Please reproduce each of the following entries exactly.

## SUPPLIED RECORDS
= = = = = = =

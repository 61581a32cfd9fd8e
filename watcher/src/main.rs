//! USDStack dashboard watcher
//!
//! Off-chain service that recomputes one account's staking dashboard every
//! poll interval and proposes claim requests for an external signer.
//!
//! Usage:
//!   usdstack-watcher                      run the refresh loop
//!   usdstack-watcher init [path]          write a default config
//!   usdstack-watcher invest <plan> <amt>  print approve/invest requests
//!   usdstack-watcher register [referrer]  print a register request
//!   usdstack-watcher withdraw <amt>       print claims covering a withdrawal

mod claim_queue;
mod config;
mod reader;
mod refresh;
mod tx_builder;

use anyhow::{Context, Result};
use claim_queue::ClaimQueue;
use config::Config;
use reader::{ContractReader, SnapshotFileReader};
use refresh::DashboardView;
use stake_model::{
    validate_withdrawal, Address, FixedPointAmount, Plan, PlanTier, MIN_WITHDRAWAL_TOKENS,
};
use std::time::{Duration, SystemTime, UNIX_EPOCH};
use tokio::time;

#[tokio::main]
async fn main() -> Result<()> {
    // Initialize logging
    env_logger::Builder::from_env(env_logger::Env::default().default_filter_or("info")).init();

    let args: Vec<String> = std::env::args().skip(1).collect();
    if args.first().map(String::as_str) == Some("init") {
        let path = args.get(1).map(String::as_str).unwrap_or("watcher-config.toml");
        return Config::write_default(path);
    }

    let config = Config::load().unwrap_or_else(|e| {
        log::warn!("Failed to load config ({:#}), using default mainnet config", e);
        Config::default_mainnet()
    });

    match args.first().map(String::as_str) {
        Some("invest") => print_investment(&config, &args[1..]).await,
        Some("register") => print_register(&config, args.get(1)),
        Some("withdraw") => print_withdrawal(&config, args.get(1)).await,
        Some(other) => anyhow::bail!("unknown command {:?}", other),
        None => run(&config).await,
    }
}

async fn run(config: &Config) -> Result<()> {
    log::info!("Starting USDStack watcher");
    log::info!("RPC: {} (chain {})", config.rpc_url, config.chain_id);
    log::info!("Investment contract: {}", config.investment_contract);
    log::info!("Account: {}", config.account);

    let min_claim = config.min_claim()?;

    // Main event loop
    let mut interval = time::interval(Duration::from_secs(config.poll_interval_secs));

    loop {
        interval.tick().await;

        match refresh_cycle(config).await {
            Ok(view) => {
                log_view(&view);
                if let Err(e) = propose_claims(config, &view, &min_claim) {
                    log::error!("Error proposing claims: {:#}", e);
                }
            }
            Err(e) => log::error!("Refresh failed: {:#}", e),
        }
    }
}

/// Seconds since the epoch, as the contract measures time
fn unix_now() -> Result<u64> {
    Ok(SystemTime::now()
        .duration_since(UNIX_EPOCH)
        .context("System clock is before the Unix epoch")?
        .as_secs())
}

fn load_reader(config: &Config) -> Result<SnapshotFileReader> {
    let path = config.snapshot_path();
    SnapshotFileReader::load(&path)
        .context(format!("Failed to load contract state from {}", path))
}

/// One cycle against a freshly loaded contract state
async fn refresh_cycle(config: &Config) -> Result<DashboardView> {
    let reader = load_reader(config)?;
    let now = unix_now()?;
    refresh::refresh(&reader, config, now).await
}

fn log_view(view: &DashboardView) {
    let summary = &view.summary;
    log::info!(
        "Invested {} | claimed {} | pending {} | level income {}",
        summary.total_contribution.to_display_string(4),
        summary.total_claimed.to_display_string(4),
        summary.total_pending.to_display_string(4),
        summary.total_level_income.to_display_string(4),
    );

    for row in &view.rows {
        log::debug!(
            "#{} {} principal {} claimable {} roi {:.2}%",
            row.position_index,
            row.plan_name,
            row.principal.to_display_string(2),
            row.claimable.to_display_string(6),
            row.roi_percent,
        );
    }

    log::info!(
        "Team: {} members, {} active, volume {} | rank {} ({:.0}%)",
        view.team.total_members,
        view.team.total_active,
        view.team.total_volume.to_display_string(2),
        view.rank.display_name(),
        view.rank_progress_percent,
    );
}

/// Emit claim requests for the largest positions first
fn propose_claims(
    config: &Config,
    view: &DashboardView,
    min_claim: &FixedPointAmount,
) -> Result<()> {
    let mut queue = ClaimQueue::from_rows(&view.rows);
    if queue.is_empty() {
        return Ok(());
    }
    let total = queue.len();

    let eligible = queue.claimable_above(min_claim).len();
    if eligible == 0 {
        log::debug!("No position above claim threshold {}", min_claim);
        return Ok(());
    }

    let batch = queue.take_batch(config.max_claims_per_cycle, min_claim);
    log::info!(
        "Proposing {} of {} eligible claim(s), {} position(s) total",
        batch.len(),
        eligible,
        total
    );
    for candidate in batch {
        let request = tx_builder::build_claim(
            &config.account,
            &config.investment_contract,
            candidate.position_index,
        );
        log::info!(
            "Claim #{} ({}) for {}: {}",
            candidate.position_index,
            candidate.plan_name,
            candidate.claimable.to_display_string(6),
            serde_json::to_string(&request)?
        );
    }
    Ok(())
}

async fn print_investment(config: &Config, args: &[String]) -> Result<()> {
    let (plan_arg, amount_text) = match args {
        [plan, amount, ..] => (plan, amount),
        _ => anyhow::bail!("usage: invest <plan index 0-3> <amount>"),
    };
    let plan_index: u8 = plan_arg.parse().context("Plan index must be a number")?;
    let tier = PlanTier::from_index(plan_index)
        .context(format!("No plan with index {}", plan_index))?;

    let reader = load_reader(config)?;
    let raw = reader.get_plan(tier.index()).await?;
    let plan = Plan::new(
        tier.index(),
        raw.min_amount,
        raw.max_amount,
        raw.reward_rate_per_minute,
        raw.total_raised,
        raw.total_reward_distributed,
    )?;
    let allowance = reader
        .get_allowance(&config.account, &config.investment_contract)
        .await?;

    let requests =
        tx_builder::prepare_investment(&config.account, config, &plan, amount_text, &allowance)?;
    println!("{}", serde_json::to_string_pretty(&requests)?);
    Ok(())
}

fn print_register(config: &Config, referrer: Option<&String>) -> Result<()> {
    let referrer: Option<Address> = referrer
        .map(|r| r.parse().map_err(anyhow::Error::msg))
        .transpose()
        .context("Invalid referrer address")?;

    let request = tx_builder::build_register(
        &config.account,
        &config.investment_contract,
        referrer.as_ref(),
        &config.default_referrer,
    );
    println!("{}", serde_json::to_string_pretty(&request)?);
    Ok(())
}

/// Check a withdrawal against the pending balance and print the claims that cover it
async fn print_withdrawal(config: &Config, amount_text: Option<&String>) -> Result<()> {
    let amount_text = amount_text.context("usage: withdraw <amount>")?;
    let view = refresh_cycle(config).await?;

    let available = view.summary.total_pending;
    let min = FixedPointAmount::from_tokens(MIN_WITHDRAWAL_TOKENS);
    let remaining = validate_withdrawal(&available, amount_text, &min)?;
    let amount = FixedPointAmount::from_decimal_str(amount_text)?;

    let mut queue = ClaimQueue::from_rows(&view.rows);
    let (batch, covered) = queue.take_covering(&amount)?;
    log::info!(
        "Withdrawing {} of {} pending: {} claim(s) release {}, {} left after withdrawal",
        amount.to_display_string(6),
        available.to_display_string(6),
        batch.len(),
        covered.to_display_string(6),
        remaining.to_display_string(6),
    );

    let requests: Vec<_> = batch
        .iter()
        .map(|candidate| {
            tx_builder::build_claim(
                &config.account,
                &config.investment_contract,
                candidate.position_index,
            )
        })
        .collect();
    println!("{}", serde_json::to_string_pretty(&requests)?);
    Ok(())
}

= = = = = = =

## RESULT BELOW
repository 61581a32cfd9fd8e
filename watcher/src/main.rs
//! USDStack dashboard watcher
//!
//! Off-chain service that recomputes one account's staking dashboard every
//! poll interval and proposes claim requests for an external signer.
//!
//! Usage:
//!   usdstack-watcher                      run the refresh loop
//!   usdstack-watcher init [path]          write a default config
//!   usdstack-watcher invest <plan> <amt>  print approve/invest requests
//!   usdstack-watcher register [referrer]  print a register request
//!   usdstack-watcher withdraw <amt>       print claims covering a withdrawal

mod claim_queue;
mod config;
mod reader;
mod refresh;
mod tx_builder;

use anyhow::{Context, Result};
use claim_queue::ClaimQueue;
use config::Config;
use reader::{ContractReader, SnapshotFileReader};
use refresh::DashboardView;
use stake_model::{
    validate_withdrawal, Address, FixedPointAmount, Plan, PlanTier, MIN_WITHDRAWAL_TOKENS,
};
use std::time::{Duration, SystemTime, UNIX_EPOCH};
use tokio::time;

#[tokio::main]
async fn main() -> Result<()> {
    // Initialize logging
    env_logger::Builder::from_env(env_logger::Env::default().default_filter_or("info")).init();

    let args: Vec<String> = std::env::args().skip(1).collect();
    if args.first().map(String::as_str) == Some("init") {
        let path = args.get(1).map(String::as_str).unwrap_or("watcher-config.toml");
        return Config::write_default(path);
    }

    let config = Config::load().unwrap_or_else(|e| {
        log::warn!("Failed to load config ({:#}), using default mainnet config", e);
        Config::default_mainnet()
    });

    match args.first().map(String::as_str) {
        Some("invest") => print_investment(&config, &args[1..]).await,
        Some("register") => print_register(&config, args.get(1)),
        Some("withdraw") => print_withdrawal(&config, args.get(1)).await,
        Some(other) => anyhow::bail!("unknown command {:?}", other),
        None => run(&config).await,
    }
}

async fn run(config: &Config) -> Result<()> {
    log::info!("Starting USDStack watcher");
    log::info!("RPC: {} (chain {})", config.rpc_url, config.chain_id);
    log::info!("Investment contract: {}", config.investment_contract);
    log::info!("Account: {}", config.account);

    let min_claim = config.min_claim()?;

    // Main event loop
    let mut interval = time::interval(Duration::from_secs(config.poll_interval_secs));

    loop {
        interval.tick().await;

        match refresh_cycle(config).await {
            Ok(view) => {
                log_view(&view);
                if let Err(e) = propose_claims(config, &view, &min_claim) {
                    log::error!("Error proposing claims: {:#}", e);
                }
            }
            Err(e) => log::error!("Refresh failed: {:#}", e),
        }
    }
}

/// Seconds since the epoch, as the contract measures time
fn unix_now() -> Result<u64> {
    Ok(SystemTime::now()
        .duration_since(UNIX_EPOCH)
        .context("System clock is before the Unix epoch")?
        .as_secs())
}

fn load_reader(config: &Config) -> Result<SnapshotFileReader> {
    let path = config.snapshot_path();
    SnapshotFileReader::load(&path)
        .context(format!("Failed to load contract state from {}", path))
}

/// One cycle against a freshly loaded contract state
async fn refresh_cycle(config: &Config) -> Result<DashboardView> {
    let reader = load_reader(config)?;
    let now = unix_now()?;
    refresh::refresh(&reader, config, now).await
}

fn log_view(view: &DashboardView) {
    let summary = &view.summary;
    log::info!(
        "Invested {} | claimed {} | pending {} | level income {}",
        summary.total_contribution.to_display_string(4),
        summary.total_claimed.to_display_string(4),
        summary.total_pending.to_display_string(4),
        summary.total_level_income.to_display_string(4),
    );

    for row in &view.rows {
        log::debug!(
            "#{} {} principal {} claimable {} roi {:.2}%",
            row.position_index,
            row.plan_name,
            row.principal.to_display_string(2),
            row.claimable.to_display_string(6),
            row.roi_percent,
        );
    }

    log::info!(
        "Team: {} members, {} active, volume {} | rank {} ({:.0}%)",
        view.team.total_members,
        view.team.total_active,
        view.team.total_volume.to_display_string(2),
        view.rank.display_name(),
        view.rank_progress_percent,
    );
}

/// Emit claim requests for the largest positions first
fn propose_claims(
    config: &Config,
    view: &DashboardView,
    min_claim: &FixedPointAmount,
) -> Result<()> {
    let mut queue = ClaimQueue::from_rows(&view.rows);
    if queue.is_empty() {
        return Ok(());
    }
    let total = queue.len();

    let eligible = queue.claimable_above(min_claim).len();
    if eligible == 0 {
        log::debug!("No position above claim threshold {}", min_claim);
        return Ok(());
    }

    let batch = queue.take_batch(config.max_claims_per_cycle, min_claim);
    log::info!(
        "Proposing {} of {} eligible claim(s), {} position(s) total",
        batch.len(),
        eligible,
        total
    );
    for candidate in batch {
        let request = tx_builder::build_claim(
            &config.account,
            &config.investment_contract,
            candidate.position_index,
        );
        log::info!(
            "Claim #{} ({}) for {}: {}",
            candidate.position_index,
            candidate.plan_name,
            candidate.claimable.to_display_string(6),
            serde_json::to_string(&request)?
        );
    }
    Ok(())
}

async fn print_investment(config: &Config, args: &[String]) -> Result<()> {
    let (plan_arg, amount_text) = match args {
        [plan, amount, ..] => (plan, amount),
        _ => anyhow::bail!("usage: invest <plan index 0-3> <amount>"),
    };
    let plan_index: u8 = plan_arg.parse().context("Plan index must be a number")?;
    let tier = PlanTier::from_index(plan_index)
        .context(format!("No plan with index {}", plan_index))?;

    let reader = load_reader(config)?;
    let raw = reader.get_plan(tier.index()).await?;
    let plan = Plan::new(
        tier.index(),
        raw.min_amount,
        raw.max_amount,
        raw.reward_rate_per_minute,
        raw.total_raised,
        raw.total_reward_distributed,
    )?;
    let allowance = reader
        .get_allowance(&config.account, &config.investment_contract)
        .await?;

    let requests =
        tx_builder::prepare_investment(&config.account, config, &plan, amount_text, &allowance)?;
    println!("{}", serde_json::to_string_pretty(&requests)?);
    Ok(())
}

fn print_register(config: &Config, referrer: Option<&String>) -> Result<()> {
    let referrer: Option<Address> = referrer
        .map(|r| r.parse().map_err(anyhow::Error::msg))
        .transpose()
        .context("Invalid referrer address")?;

    let request = tx_builder::build_register(
        &config.account,
        &config.investment_contract,
        referrer.as_ref(),
        &config.default_referrer,
    );
    println!("{}", serde_json::to_string_pretty(&request)?);
    Ok(())
}

/// Check a withdrawal against the pending balance and print the claims that cover it
async fn print_withdrawal(config: &Config, amount_text: Option<&String>) -> Result<()> {
    let amount_text = amount_text.context("usage: withdraw <amount>")?;
    let view = refresh_cycle(config).await?;

    let available = view.summary.total_pending;
    let min = FixedPointAmount::from_tokens(MIN_WITHDRAWAL_TOKENS);
    let remaining = validate_withdrawal(&available, amount_text, &min)?;
    let amount = FixedPointAmount::from_decimal_str(amount_text)?;

    let mut queue = ClaimQueue::from_rows(&view.rows);
    let (batch, covered) = queue.take_covering(&amount)?;
    log::info!(
        "Withdrawing {} of {} pending: {} claim(s) release {}, {} left after withdrawal",
        amount.to_display_string(6),
        available.to_display_string(6),
        batch.len(),
        covered.to_display_string(6),
        remaining.to_display_string(6),
    );

    let requests: Vec<_> = batch
        .iter()
        .map(|candidate| {
            tx_builder::build_claim(
                &config.account,
                &config.investment_contract,
                candidate.position_index,
            )
        })
        .collect();
    println!("{}", serde_json::to_string_pretty(&requests)?);
    Ok(())
}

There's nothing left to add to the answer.